WORK TO COMPLETE: Report how many lines contain the word "await" in the listing that follows. Give nothing besides the number.

MATERIAL FOR THIS EXERCISE:

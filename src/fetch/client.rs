use std::time::Duration;

use async_trait::async_trait;
use reqwest::StatusCode;
use serde::{Deserialize, Serialize};
use thiserror::Error;
use tracing::debug;
use url::Url;

use crate::types::{Summary, Term};

/// Body text used when the service responds without an extract field.
const NO_SUMMARY_FALLBACK: &str = "No summary found.";

const DEFAULT_ENDPOINT: &str = "https://en.wikipedia.org/api/rest_v1/page/summary";
const DEFAULT_TIMEOUT_MS: u64 = 4_000;

#[derive(Debug, Error)]
pub enum FetchError {
    #[error("summary service returned status {0}")]
    Status(StatusCode),
    #[error("transport failure: {0}")]
    Transport(#[from] reqwest::Error),
    #[error("endpoint URL cannot carry path segments")]
    InvalidEndpoint,
}

/// Where and how to reach the summary service.
#[derive(Debug, Clone, PartialEq, Eq, Serialize, Deserialize)]
pub struct LookupConfig {
    /// Base URL; the looked-up term is appended as one path segment.
    pub endpoint: Url,
    /// Upper bound on a single lookup, transport included. A hung request
    /// fails here instead of stalling the fallback forever.
    pub request_timeout_ms: u64,
}

impl LookupConfig {
    pub fn request_timeout(&self) -> Duration {
        Duration::from_millis(self.request_timeout_ms)
    }
}

impl Default for LookupConfig {
    fn default() -> Self {
        LookupConfig {
            endpoint: Url::parse(DEFAULT_ENDPOINT).expect("default endpoint parses"),
            request_timeout_ms: DEFAULT_TIMEOUT_MS,
        }
    }
}

/// Remote lookup seam; the resolver depends on this, not on HTTP.
#[async_trait]
pub trait RemoteLookup: Send + Sync {
    async fn lookup(&self, term: &Term) -> Result<Summary, FetchError>;
}

/// JSON shape of the service response; only `extract` matters here.
#[derive(Debug, Deserialize)]
struct SummaryPayload {
    extract: Option<String>,
}

/// HTTP client for the summary service.
///
/// One attempt per lookup: any transport fault or non-2xx status is
/// propagated as [`FetchError`], never mapped to a default value.
#[derive(Debug, Clone)]
pub struct RemoteSummaryClient {
    http: reqwest::Client,
    endpoint: Url,
}

impl RemoteSummaryClient {
    pub fn new(config: LookupConfig) -> Result<Self, FetchError> {
        let http = reqwest::Client::builder()
            .timeout(config.request_timeout())
            .build()?;
        Ok(RemoteSummaryClient {
            http,
            endpoint: config.endpoint,
        })
    }

    /// Endpoint with the term appended as one percent-encoded path segment.
    fn term_url(&self, term: &Term) -> Result<Url, FetchError> {
        let mut url = self.endpoint.clone();
        url.path_segments_mut()
            .map_err(|_| FetchError::InvalidEndpoint)?
            .pop_if_empty()
            .push(term.as_str());
        Ok(url)
    }
}

#[async_trait]
impl RemoteLookup for RemoteSummaryClient {
    async fn lookup(&self, term: &Term) -> Result<Summary, FetchError> {
        let url = self.term_url(term)?;
        debug!(%url, "requesting remote summary");

        let response = self.http.get(url).send().await?;
        let status = response.status();
        if !status.is_success() {
            return Err(FetchError::Status(status));
        }

        let payload: SummaryPayload = response.json().await?;
        let extract = payload
            .extract
            .unwrap_or_else(|| NO_SUMMARY_FALLBACK.to_string());

        Ok(Summary::remote(first_sentence(&extract)))
    }
}

/// Everything before the first period, with the period restored. The split is
/// on `.` specifically; `!` and `?` pass through untouched.
fn first_sentence(extract: &str) -> String {
    let head = extract.split('.').next().unwrap_or_default();
    format!("{head}.")
}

EXERCISE RESULT: 2